START Source data

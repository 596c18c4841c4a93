use crate::grading::policy::GradeScale;

impl GradeScale {
    /// Returns the letter of the first band whose lower bound is `<= score`,
    /// or the floor letter. NaN falls through to the floor.
    ///
    /// With the default bands:
    ///
    /// | Range       | Grade |
    /// |-------------|-------|
    /// | >= 85       | A     |
    /// | >= 70       | B     |
    /// | >= 55       | C     |
    /// | >= 40       | D     |
    /// | < 40        | E     |
    ///
    /// Scores outside `[0, 100]` land in the nearest end band.
    pub fn classify(&self, score: f64) -> &str {
        self.bands
            .iter()
            .find(|band| score >= band.min)
            .map(|band| band.letter.as_str())
            .unwrap_or(self.floor.as_str())
    }

    /// Band index for `score`: 0 is the best band, `bands.len()` is the floor.
    pub fn rank(&self, score: f64) -> usize {
        self.bands
            .iter()
            .position(|band| score >= band.min)
            .unwrap_or(self.bands.len())
    }
}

END Source data

▶ [Exercise directions]
Copy every line above that holds the word "GradeScale".

▶ [Problem solution]
use crate::grading::policy::GradeScale;
impl GradeScale {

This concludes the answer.